The prevalence of antimicrobial resistance among isolates of E. coli O157:H7 recovered from clinical cases in humans, pigs, cattle, and food over a 15-year period (1985–2000) in the USA has been described.46 There was a high prevalence of resistance to tetracycline, sulfamethoxazole, cephalothin, and ampicillin. The highest prevalence occurred among isolates from pigs, where more than 50% of all isolates were resistant to sulfamethoxazole, cephalothin, or tetracycline and more than 20% were resistant to ampicillin or gentamicin.
E. coli O157:H7 is a transient inhabitant of the gastrointestinal tract of normal healthy ruminants. Cattle and sheep feces serve as sources for contamination of feed and water sources. Fecal shedding is transient in cattle, often lasting 1–3 months or less, but the organism can persist on individual farms for up to 2 years.47 Longitudinal surveys have shown that maintenance of E. coli O157:H7 in cattle herds relies on continual reinoculation of individual cattle.6 Repeated isolations of E. coli O157:H7 from healthy beef and dairy cattle demonstrate that cattle are asymptomatic carriers of the organism. Short periods of relatively high prevalence of excretion are separated by longer periods of reduced or undetectable shedding. This has contributed to the variance in prevalence data reported in the literature.

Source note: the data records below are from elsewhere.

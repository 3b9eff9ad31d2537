use chrono::{DateTime, Utc};
use rust_decimal::Decimal;
use sea_orm::entity::prelude::*;
use serde::{Deserialize, Serialize};
use uuid::Uuid;

/// Product entity for the catalog. `category_id` is required and always
/// references an existing category; orphaned products are reassigned to the
/// sentinel "Uncategorized" category by the category service.
#[derive(Clone, Debug, PartialEq, DeriveEntityModel, Serialize, Deserialize)]
#[sea_orm(table_name = "products")]
pub struct Model {
    #[sea_orm(primary_key, auto_increment = false)]
    pub id: Uuid,
    pub name: String,
    #[sea_orm(column_type = "Text")]
    pub detailed_description: String,
    pub category_id: Uuid,
    pub price: Decimal,
    pub promotional_price: Option<Decimal>,
    pub sku: String,
    pub ean_upc: Option<String>,
    #[sea_orm(column_type = "Json")]
    pub sizes: Json,
    #[sea_orm(column_type = "Json")]
    pub colors: Json,
    #[sea_orm(column_type = "Json")]
    pub images: Json,
    pub active: bool,
    pub created_at: DateTime<Utc>,
    pub updated_at: DateTime<Utc>,
}

#[derive(Copy, Clone, Debug, EnumIter, DeriveRelation)]
pub enum Relation {
    #[sea_orm(
        belongs_to = "super::category::Entity",
        from = "Column::CategoryId",
        to = "super::category::Column::Id"
    )]
    Category,

    #[sea_orm(has_many = "super::stock_by_store::Entity")]
    Stocks,
}

impl Related<super::category::Entity> for Entity {
    fn to() -> RelationDef {
        Relation::Category.def()
    }
}

impl Related<super::stock_by_store::Entity> for Entity {
    fn to() -> RelationDef {
        Relation::Stocks.def()
    }
}

impl ActiveModelBehavior for ActiveModel {}

impl Model {
    /// Decode a JSON string-array column into a `Vec<String>`.
    fn string_list(value: &Json) -> Vec<String> {
        serde_json::from_value(value.clone()).unwrap_or_default()
    }

    pub fn sizes_list(&self) -> Vec<String> {
        Self::string_list(&self.sizes)
    }

    pub fn colors_list(&self) -> Vec<String> {
        Self::string_list(&self.colors)
    }

    pub fn images_list(&self) -> Vec<String> {
        Self::string_list(&self.images)
    }
}
impl From<ProductWithDetails> for ProductResponse {
    fn from(value: ProductWithDetails) -> Self {
        let sizes = value.product.sizes_list();
        let colors = value.product.colors_list();
        let images = value.product.images_list();
        let model = value.product;

        Self {
            id: model.id,
            name: model.name,
            detailed_description: model.detailed_description,
            category_id: model.category_id,
            price: model.price,
            promotional_price: model.promotional_price,
            sku: model.sku,
            ean_upc: model.ean_upc,
            sizes,
            colors,
            images,
            active: model.active,
            created_at: model.created_at,
            updated_at: model.updated_at,
            category: value.category.map(|c| CategoryRef {
                id: c.id,
                name: c.name,
            }),
            stock: value
                .stocks
                .into_iter()
                .map(|s| StockItemResponse {
                    store_id: s.store_id,
                    store_name: s.store.as_ref().map(|st| st.name.clone()),
                    store_type: s.store.as_ref().map(|st| st.store_type),
                    quantity: s.quantity,
                })
                .collect(),
            total_stock: value.total_stock,
        }
    }
}

#[derive(Debug, Serialize, ToSchema)]
pub struct CountResponse {
    pub count: u64,
}

#[derive(Debug, Serialize, ToSchema)]
pub struct MessageResponse {
    pub message: String,
}
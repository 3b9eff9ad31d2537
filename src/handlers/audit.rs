use crate::auth::AuthRouterExt;
use crate::entities::{AuditAction, AuditLogModel, EntityType};
use crate::handlers::common::{
    map_service_error, success_response, PaginatedResponse, PaginationParams,
};
use crate::services::audit::AuditLogFilters;
use crate::{errors::ApiError, AppState};
use axum::{
    extract::{Path, Query, State},
    routing::get,
    Router,
};
use chrono::{DateTime, Utc};
use serde::{Deserialize, Serialize};
use serde_json::Value;
use utoipa::{IntoParams, ToSchema};
use uuid::Uuid;

const DEFAULT_ACTIVITY_LIMIT: u64 = 20;

/// Creates the router for audit log endpoints; the whole surface requires
/// authentication.
pub fn audit_routes() -> Router<AppState> {
    Router::new()
        .route("/", get(list_audit_logs))
        .route("/recent", get(recent_activity))
        .route("/user/:user_id", get(user_activity))
        .route("/:id", get(get_audit_log))
        .with_auth()
}

/// List audit entries with filters and pagination
#[utoipa::path(
    get,
    path = "/api/v1/audit",
    params(PaginationParams, AuditFilterParams),
    responses(
        (status = 200, description = "Audit logs retrieved", body = PaginatedResponse<AuditLogResponse>),
        (status = 400, description = "Invalid query parameters", body = crate::errors::ErrorResponse),
        (status = 401, description = "Unauthorized", body = crate::errors::ErrorResponse)
    ),
    security(("Bearer" = [])),
    tag = "Audit"
)]
pub(crate) async fn list_audit_logs(
    State(state): State<AppState>,
    Query(pagination): Query<PaginationParams>,
    Query(params): Query<AuditFilterParams>,
) -> Result<impl axum::response::IntoResponse, ApiError> {
    pagination.check()?;

    let filters = AuditLogFilters {
        user_id: params.user_id,
        action: params.action,
        entity_type: params.entity_type,
        entity_id: params.entity_id,
        product_id: params.product_id,
        category_id: params.category_id,
        store_id: params.store_id,
        start_date: params.start_date,
        end_date: params.end_date,
    };

    let (logs, total) = state
        .services
        .audit
        .find_all(pagination.page, pagination.per_page, filters)
        .await
        .map_err(map_service_error)?;

    let logs: Vec<AuditLogResponse> = logs.into_iter().map(AuditLogResponse::from).collect();

    Ok(success_response(PaginatedResponse::new(
        logs,
        pagination.page,
        pagination.per_page,
        total,
    )))
}

/// Latest audit entries across all users
#[utoipa::path(
    get,
    path = "/api/v1/audit/recent",
    params(ActivityLimitParams),
    responses(
        (status = 200, description = "Recent entries retrieved", body = Vec<AuditLogResponse>),
        (status = 401, description = "Unauthorized", body = crate::errors::ErrorResponse)
    ),
    security(("Bearer" = [])),
    tag = "Audit"
)]
pub(crate) async fn recent_activity(
    State(state): State<AppState>,
    Query(params): Query<ActivityLimitParams>,
) -> Result<impl axum::response::IntoResponse, ApiError> {
    let logs = state
        .services
        .audit
        .recent_activity(params.limit.unwrap_or(DEFAULT_ACTIVITY_LIMIT))
        .await
        .map_err(map_service_error)?;

    let logs: Vec<AuditLogResponse> = logs.into_iter().map(AuditLogResponse::from).collect();
    Ok(success_response(logs))
}

/// Latest audit entries of one user
#[utoipa::path(
    get,
    path = "/api/v1/audit/user/:user_id",
    params(
        ("user_id" = Uuid, Path, description = "User ID"),
        ActivityLimitParams
    ),
    responses(
        (status = 200, description = "User activity retrieved", body = Vec<AuditLogResponse>),
        (status = 401, description = "Unauthorized", body = crate::errors::ErrorResponse)
    ),
    security(("Bearer" = [])),
    tag = "Audit"
)]
pub(crate) async fn user_activity(
    State(state): State<AppState>,
    Path(user_id): Path<Uuid>,
    Query(params): Query<ActivityLimitParams>,
) -> Result<impl axum::response::IntoResponse, ApiError> {
    let logs = state
        .services
        .audit
        .user_activity(user_id, params.limit.unwrap_or(10))
        .await
        .map_err(map_service_error)?;

    let logs: Vec<AuditLogResponse> = logs.into_iter().map(AuditLogResponse::from).collect();
    Ok(success_response(logs))
}

/// Get a single audit entry
#[utoipa::path(
    get,
    path = "/api/v1/audit/:id",
    params(
        ("id" = Uuid, Path, description = "Audit log ID")
    ),
    responses(
        (status = 200, description = "Audit log retrieved", body = AuditLogResponse),
        (status = 404, description = "Audit log not found", body = crate::errors::ErrorResponse)
    ),
    security(("Bearer" = [])),
    tag = "Audit"
)]
pub(crate) async fn get_audit_log(
    State(state): State<AppState>,
    Path(id): Path<Uuid>,
) -> Result<impl axum::response::IntoResponse, ApiError> {
    let log = state
        .services
        .audit
        .find_one(id)
        .await
        .map_err(map_service_error)?;

    Ok(success_response(AuditLogResponse::from(log)))
}

// Request/Response DTOs

#[derive(Debug, Deserialize, IntoParams)]
#[into_params(parameter_in = Query)]
pub struct AuditFilterParams {
    #[serde(default)]
    pub user_id: Option<Uuid>,
    #[serde(default)]
    pub action: Option<AuditAction>,
    #[serde(default)]
    pub entity_type: Option<EntityType>,
    #[serde(default)]
    pub entity_id: Option<Uuid>,
    #[serde(default)]
    pub product_id: Option<Uuid>,
    #[serde(default)]
    pub category_id: Option<Uuid>,
    #[serde(default)]
    pub store_id: Option<Uuid>,
    #[serde(default)]
    pub start_date: Option<DateTime<Utc>>,
    #[serde(default)]
    pub end_date: Option<DateTime<Utc>>,
}

#[derive(Debug, Deserialize, IntoParams)]
#[into_params(parameter_in = Query)]
pub struct ActivityLimitParams {
    #[serde(default)]
    pub limit: Option<u64>,
}

#[derive(Debug, Serialize, ToSchema)]
pub struct AuditLogResponse {
    pub id: Uuid,
    #[serde(skip_serializing_if = "Option::is_none")]
    pub user_id: Option<Uuid>,
    pub action: AuditAction,
    pub entity_type: EntityType,
    #[serde(skip_serializing_if = "Option::is_none")]
    pub entity_id: Option<Uuid>,
    #[serde(skip_serializing_if = "Option::is_none")]
    pub product_id: Option<Uuid>,
    #[serde(skip_serializing_if = "Option::is_none")]
    pub category_id: Option<Uuid>,
    #[serde(skip_serializing_if = "Option::is_none")]
    pub store_id: Option<Uuid>,
    #[serde(skip_serializing_if = "Option::is_none")]
    pub details: Option<Value>,
    #[serde(skip_serializing_if = "Option::is_none")]
    pub ip_address: Option<String>,
    #[serde(skip_serializing_if = "Option::is_none")]
    pub user_agent: Option<String>,
    pub created_at: DateTime<Utc>,
}

impl From<AuditLogModel> for AuditLogResponse {
    fn from(model: AuditLogModel) -> Self {
        Self {
            id: model.id,
            user_id: model.user_id,
            action: model.action,
            entity_type: model.entity_type,
            entity_id: model.entity_id,
            product_id: model.product_id,
            category_id: model.category_id,
            store_id: model.store_id,
            details: model.details,
            ip_address: model.ip_address,
            user_agent: model.user_agent,
            created_at: model.created_at,
        }
    }
}
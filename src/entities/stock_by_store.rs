use chrono::{DateTime, Utc};
use sea_orm::entity::prelude::*;
use serde::{Deserialize, Serialize};
use uuid::Uuid;

/// Per-store stock level for a product. One row per (product, store) pair.
#[derive(Clone, Debug, PartialEq, Eq, DeriveEntityModel, Serialize, Deserialize)]
#[sea_orm(table_name = "stock_by_store")]
pub struct Model {
    #[sea_orm(primary_key, auto_increment = false)]
    pub id: Uuid,
    pub product_id: Uuid,
    pub store_id: Uuid,
    pub quantity: i32,
    pub created_at: DateTime<Utc>,
    pub updated_at: DateTime<Utc>,
}

#[derive(Copy, Clone, Debug, EnumIter, DeriveRelation)]
pub enum Relation {
    #[sea_orm(
        belongs_to = "super::product::Entity",
        from = "Column::ProductId",
        to = "super::product::Column::Id"
    )]
    Product,

    #[sea_orm(
        belongs_to = "super::store::Entity",
        from = "Column::StoreId",
        to = "super::store::Column::Id"
    )]
    Store,
}

impl Related<super::product::Entity> for Entity {
    fn to() -> RelationDef {
        Relation::Product.def()
    }
}

impl Related<super::store::Entity> for Entity {
    fn to() -> RelationDef {
        Relation::Store.def()
    }
}

impl ActiveModelBehavior for ActiveModel {}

Fecal shedding is more prevalent in the USA and Canada during the summer months and is more prevalent in the UK in the spring and fall. Fecal shedding also varies among different classes of animal. Weaned heifers between 3 months of age and breeding age are more likely to shed E. coli O157:H7 in feces than adult cattle or younger calves. Increased shedding is associated with weaning and with the first month of lactation in dairy herds, and culled dairy cattle have a higher prevalence than previously reported. Contaminated water troughs, particularly those that are allowed to develop sediments, provide an environment for survival, proliferation and horizontal spread of E. coli O157:H7. The organism can also proliferate to very high levels in moist silage.

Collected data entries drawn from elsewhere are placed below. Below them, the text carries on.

impl<S> AuthRouterExt for axum::Router<S>
where
    S: Clone + Send + Sync + 'static,
{
    fn with_auth(self) -> Self {
        self.layer(axum::middleware::from_fn(auth_middleware))
    }
}

#[cfg(test)]
mod tests {
    use super::*;
    use sea_orm::Database;

    fn test_user() -> UserModel {
        UserModel {
            id: Uuid::new_v4(),
            name: "Test User".to_string(),
            email: "test@example.com".to_string(),
            password_hash: String::new(),
            active: true,
            created_at: Utc::now(),
            updated_at: Utc::now(),
        }
    }

    async fn test_service() -> AuthService {
        let db = Database::connect("sqlite::memory:")
            .await
            .expect("in-memory sqlite");
        let config = AuthConfig::new(
            "unit-test-secret".to_string(),
            "catalog-cms-auth".to_string(),
            "catalog-cms-api".to_string(),
            Duration::from_secs(1800),
            Duration::from_secs(86_400),
        );
        AuthService::new(config, Arc::new(db))
    }

    #[test]
    fn password_hash_round_trip() {
        let hash = AuthService::hash_password("correct horse battery staple").unwrap();
        assert!(AuthService::verify_password(
            "correct horse battery staple",
            &hash
        ));
        assert!(!AuthService::verify_password("wrong password", &hash));
    }

    #[test]
    fn verify_password_rejects_malformed_hash() {
        assert!(!AuthService::verify_password("anything", "not-a-phc-string"));
    }

    #[tokio::test]
    async fn token_round_trip() {
        let service = test_service().await;
        let user = test_user();

        let pair = service.generate_token(&user).await.unwrap();
        assert_eq!(pair.token_type, "Bearer");

        let claims = service.validate_token(&pair.access_token).await.unwrap();
        assert_eq!(claims.sub, user.id.to_string());
        assert_eq!(claims.email.as_deref(), Some("test@example.com"));
    }

    #[tokio::test]
    async fn revoked_token_is_rejected() {
        let service = test_service().await;
        let user = test_user();

        let pair = service.generate_token(&user).await.unwrap();
        service.revoke_token(&pair.access_token).await.unwrap();

        match service.validate_token(&pair.access_token).await {
            Err(AuthError::RevokedToken) => {}
            other => panic!("expected RevokedToken, got {:?}", other.map(|c| c.jti)),
        }
    }
}
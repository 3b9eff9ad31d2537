use crate::errors::{ApiError, ServiceError};
use axum::{
    http::StatusCode,
    response::{IntoResponse, Response},
    Json,
};
use serde::{Deserialize, Serialize};
use utoipa::IntoParams;
use validator::Validate;

/// List endpoints never return more than this many items per page.
pub const MAX_PAGE_SIZE: u64 = 100;

/// Standard success response
pub fn success_response<T: Serialize>(data: T) -> Response {
    (StatusCode::OK, Json(data)).into_response()
}

/// Standard created response
pub fn created_response<T: Serialize>(data: T) -> Response {
    (StatusCode::CREATED, Json(data)).into_response()
}

/// Standard no content response
pub fn no_content_response() -> Response {
    StatusCode::NO_CONTENT.into_response()
}

/// Validate request input
pub fn validate_input<T: Validate>(input: &T) -> Result<(), ApiError> {
    input
        .validate()
        .map_err(|e| ApiError::ValidationError(format!("Validation failed: {}", e)))
}

/// Map service errors to API errors
pub fn map_service_error(err: ServiceError) -> ApiError {
    ApiError::ServiceError(err)
}

/// Pagination parameters for list operations
#[derive(Debug, Deserialize, Serialize, IntoParams)]
pub struct PaginationParams {
    #[serde(default = "default_page")]
    pub page: u64,
    #[serde(default = "default_per_page")]
    pub per_page: u64,
}

fn default_page() -> u64 {
    1
}

fn default_per_page() -> u64 {
    20
}

impl Default for PaginationParams {
    fn default() -> Self {
        Self {
            page: default_page(),
            per_page: default_per_page(),
        }
    }
}

impl PaginationParams {
    /// Reject zero or oversized page parameters before they hit the services.
    pub fn check(&self) -> Result<(), ApiError> {
        if self.page == 0 {
            return Err(ApiError::ValidationError(
                "page must be greater than zero".to_string(),
            ));
        }
        if self.per_page == 0 {
            return Err(ApiError::ValidationError(
                "per_page must be greater than zero".to_string(),
            ));
        }
        if self.per_page > MAX_PAGE_SIZE {
            return Err(ApiError::ValidationError(format!(
                "per_page cannot exceed {MAX_PAGE_SIZE}"
            )));
        }
        Ok(())
    }
}

/// Query flag shared by category and store listings
#[derive(Debug, Default, Deserialize, IntoParams)]
pub struct IncludeInactiveParams {
    #[serde(default)]
    pub include_inactive: bool,
}

/// Standard pagination response metadata
#[derive(Debug, Serialize, utoipa::ToSchema)]
pub struct PaginationMeta {
    pub page: u64,
    pub per_page: u64,
    pub total: u64,
    pub total_pages: u64,
}

impl PaginationMeta {
    pub fn new(page: u64, per_page: u64, total: u64) -> Self {
        let total_pages = if total == 0 {
            0
        } else {
            (total + per_page - 1) / per_page
        };
        Self {
            page,
            per_page,
            total,
            total_pages,
        }
    }
}

/// Standard paginated response wrapper
#[derive(Debug, Serialize, utoipa::ToSchema)]
pub struct PaginatedResponse<T> {
    pub data: Vec<T>,
    pub pagination: PaginationMeta,
}

impl<T> PaginatedResponse<T> {
    pub fn new(data: Vec<T>, page: u64, per_page: u64, total: u64) -> Self {
        Self {
            data,
            pagination: PaginationMeta::new(page, per_page, total),
        }
    }
}

#[cfg(test)]
mod tests {
    use super::*;

    #[test]
    fn pagination_meta_rounds_total_pages_up() {
        let meta = PaginationMeta::new(1, 20, 41);
        assert_eq!(meta.total_pages, 3);

        let empty = PaginationMeta::new(1, 20, 0);
        assert_eq!(empty.total_pages, 0);
    }

    #[test]
    fn pagination_params_check_bounds() {
        assert!(PaginationParams {
            page: 0,
            per_page: 20
        }
        .check()
        .is_err());
        assert!(PaginationParams {
            page: 1,
            per_page: 0
        }
        .check()
        .is_err());
        assert!(PaginationParams {
            page: 1,
            per_page: MAX_PAGE_SIZE + 1
        }
        .check()
        .is_err());
        assert!(PaginationParams::default().check().is_ok());
    }
}
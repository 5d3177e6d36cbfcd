pub mod auth;
pub mod client;
pub mod config;
pub mod grpc;
pub mod job;
pub mod logging;
pub mod output;
pub mod resources;
pub mod shutdown;
pub mod tls;
pub mod worker;

// Generated protobuf types
pub mod proto {
    tonic::include_proto!("teleworker.v1");
}
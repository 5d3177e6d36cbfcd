//! Shared logging configuration for the server and client binaries.

use tracing_subscriber::EnvFilter;

/// Initializes the global tracing subscriber. The `LOG_LEVEL` environment
/// variable governs verbosity (any `EnvFilter` directive); the default shows
/// warnings and errors only.
pub fn init() {
    tracing_subscriber::fmt()
        .with_env_filter(
            EnvFilter::try_from_env("LOG_LEVEL").unwrap_or_else(|_| EnvFilter::new("warn")),
        )
        .init();
}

In Alberta, Canada, the prevalence of E. coli O157:H7 was 12.4% of fecal samples from yearling cattle and 2.0% of the fecal samples from cull cows.48 The prevalence of E. coli O157:H7 in yearling cattle increased from 1.4% in the winter months to 40% in the summer. In feedlots, E. coli O157:H7 was isolated in preslaughter pens of cattle from the feces (0.8%), feedbunks (1.7%), water troughs (12%) and incoming water supplies (4.5%) but not from fresh total mixed rations. Fresh total mixed rations did not support the growth of E. coli O157:H7 from feces following experimental inoculation. Many different subtypes of E. coli O157:H7 were isolated from the feces, water and feed in pens of feedlot cattle. This suggests that methods to control E. coli O157:H7 in feedlot cattle will have to center not only on reducing fecal shedding of the organism in cattle but on the potential of reinfection from environmental sources, such as water and feed, both at the feedlot and before the cattle arrive on the premises.

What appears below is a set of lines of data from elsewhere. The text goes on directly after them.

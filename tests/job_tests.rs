//! Lifecycle tests for local jobs, run without cgroups so they work
//! unprivileged. The cgroup-backed paths are covered in resources_tests.

use std::sync::Arc;
use std::time::Duration;

use uuid::Uuid;

use teleworker::job::{new_job, JobError, JobStatus, JobType, LocalJob, Options};

fn local_job(command: &str, args: &[&str]) -> Arc<LocalJob> {
    Arc::new(new_job(
        JobType::Local,
        Uuid::new_v4(),
        command.to_string(),
        args.iter().map(|s| s.to_string()).collect(),
        Options::default(),
    ))
}

/// Reads the job's output from byte 0 until EOF.
async fn read_all(job: &LocalJob) -> Vec<u8> {
    let mut sub = job.output().subscribe();
    let mut all = Vec::new();
    let mut buf = [0u8; 256];
    loop {
        match sub.read(&mut buf).await {
            Ok(0) => return all,
            Ok(n) => all.extend_from_slice(&buf[..n]),
            Err(err) => panic!("subscriber error: {err}"),
        }
    }
}

#[tokio::test]
async fn successful_job_reports_success_and_exit_zero() {
    let job = local_job("true", &[]);
    job.start().expect("start failed");
    job.wait().await;

    let st = job.status();
    assert_eq!(st.status, JobStatus::Success);
    assert_eq!(st.exit_code, Some(0));
}

#[tokio::test]
async fn failing_job_reports_failed_and_exit_code() {
    let job = local_job("false", &[]);
    job.start().expect("start failed");
    job.wait().await;

    let st = job.status();
    assert_eq!(st.status, JobStatus::Failed);
    assert_eq!(st.exit_code, Some(1));
}

#[tokio::test]
async fn signaled_job_reports_128_plus_signal() {
    // The shell kills itself with SIGTERM (15).
    let job = local_job("sh", &["-c", "kill -TERM $$"]);
    job.start().expect("start failed");
    job.wait().await;

    let st = job.status();
    assert_eq!(st.status, JobStatus::Failed);
    assert_eq!(st.exit_code, Some(128 + 15));
}

#[tokio::test]
async fn stop_kills_running_job_with_137() {
    let job = local_job("sleep", &["60"]);
    job.start().expect("start failed");
    assert_eq!(job.status().status, JobStatus::Running);

    job.stop().expect("stop failed");

    // Stop commits terminal state immediately; the waiter must preserve it.
    let st = job.status();
    assert_eq!(st.status, JobStatus::Killed);
    assert_eq!(st.exit_code, Some(137));

    job.wait().await;
    let st = job.status();
    assert_eq!(st.status, JobStatus::Killed);
    assert_eq!(st.exit_code, Some(137));

    assert!(matches!(job.stop(), Err(JobError::NotRunning)));
}

#[tokio::test]
async fn stop_after_natural_exit_fails() {
    let job = local_job("true", &[]);
    job.start().expect("start failed");
    job.wait().await;

    assert!(matches!(job.stop(), Err(JobError::NotRunning)));
}

#[tokio::test]
async fn spawn_failure_keeps_job_submitted() {
    let job = local_job("/nonexistent/teleworker-test-binary", &[]);
    match job.start() {
        Err(JobError::Spawn(_)) => {}
        other => panic!("expected spawn error, got {other:?}"),
    }
    assert_eq!(job.status().status, JobStatus::Submitted);
    assert_eq!(job.status().exit_code, None);
}

#[tokio::test]
async fn output_is_merged_stdout_and_stderr_in_order() {
    let job = local_job("sh", &["-c", "echo out; echo err >&2; echo done"]);
    job.start().expect("start failed");
    job.wait().await;

    let got = read_all(&job).await;
    assert_eq!(got, b"out\nerr\ndone\n");
}

#[tokio::test]
async fn subscriber_sees_output_before_job_finishes() {
    let job = local_job("sh", &["-c", "echo first; sleep 2; echo second"]);
    job.start().expect("start failed");

    let mut sub = job.output().subscribe();
    let mut buf = [0u8; 256];
    let n = sub.read(&mut buf).await.expect("read failed");
    assert!(String::from_utf8_lossy(&buf[..n]).contains("first"));
    assert!(!job.status().status.is_terminal());

    job.stop().expect("stop failed");
    job.wait().await;

    // A subscriber created after exit still reads the stream from byte 0.
    let late = read_all(&job).await;
    assert!(String::from_utf8_lossy(&late).starts_with("first"));
}

#[tokio::test]
async fn stop_kills_descendants() {
    // The waiter only finishes once every process holding the output pipe's
    // write side has exited, so completing within the timeout proves the
    // background children died with the job.
    let job = local_job(
        "sh",
        &["-c", "sleep 60 & sleep 60 & sleep 60 & echo ready; sleep 60"],
    );
    job.start().expect("start failed");

    let mut sub = job.output().subscribe();
    let ready = async {
        let mut seen = Vec::new();
        let mut buf = [0u8; 64];
        while !String::from_utf8_lossy(&seen).contains("ready") {
            match sub.read(&mut buf).await {
                Ok(0) => panic!("output closed before the job reported ready"),
                Ok(n) => seen.extend_from_slice(&buf[..n]),
                Err(err) => panic!("subscriber error: {err}"),
            }
        }
    };
    tokio::time::timeout(Duration::from_secs(5), ready)
        .await
        .expect("timed out waiting for the job to report ready");

    job.stop().expect("stop failed");

    tokio::time::timeout(Duration::from_secs(5), job.wait())
        .await
        .expect("descendants survived stop; output pipe never reached EOF");

    let st = job.status();
    assert_eq!(st.status, JobStatus::Killed);
    assert_eq!(st.exit_code, Some(137));
}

The pattern of fecal carriage of E. coli O157:H7 in cattle finished under modern intensive feedlot management conditions has been examined.49 E. coli O157:H7 was isolated from 13% of fecal samples, with highest prevalence values of the organism in pens supplied with chlorinated drinking water compared with nonchlorinated water pens. Over a period of 7 months from April to September, certain specific clonal types of E. coli O157:H7 persisted and predominated despite massive cattle population turnover. This suggests that the farm environment, and not necessarily the incoming cattle, is an important potential source of E. coli O157:H7 on farms. In a longitudinal study of E. coli O157:H7 in a cattle-finishing unit in Finland most farm isolates belonged to one PFGE genotype (79.6%) and the remainder to closely related PFGE genotypes. Thus the finishing unit rather than the introduction of new cattle was the source of E. coli O157:H7 at the farm and E. coli O157:H7 seemed to persist well on barn surfaces.50
One dairy calf infected with and shedding E. coli O157:H7 can infect other negative calves in a confined environment within 8 days, and the duration of shedding may range from 17–31 days.51 Experimentally, some calves may begin prolonged, high-level shedding of E. coli O157:H7 after only very low exposure doses, and other calves exposed to calves excreting E. coli O157:H7 in their feces are at high risk of infection.52 Experimentally infected calves may begin shedding within 6 days after oral inoculation and continue shedding for up to 70 days.
E. coli O157:H7 subtypes indistinguishable from those detected in cattle have been found in pigeons, geese, horses, dogs, opossums, and flies. E. coli O157:H7 also has been isolated from insects in cattle environments but their role in dissemination is uncertain.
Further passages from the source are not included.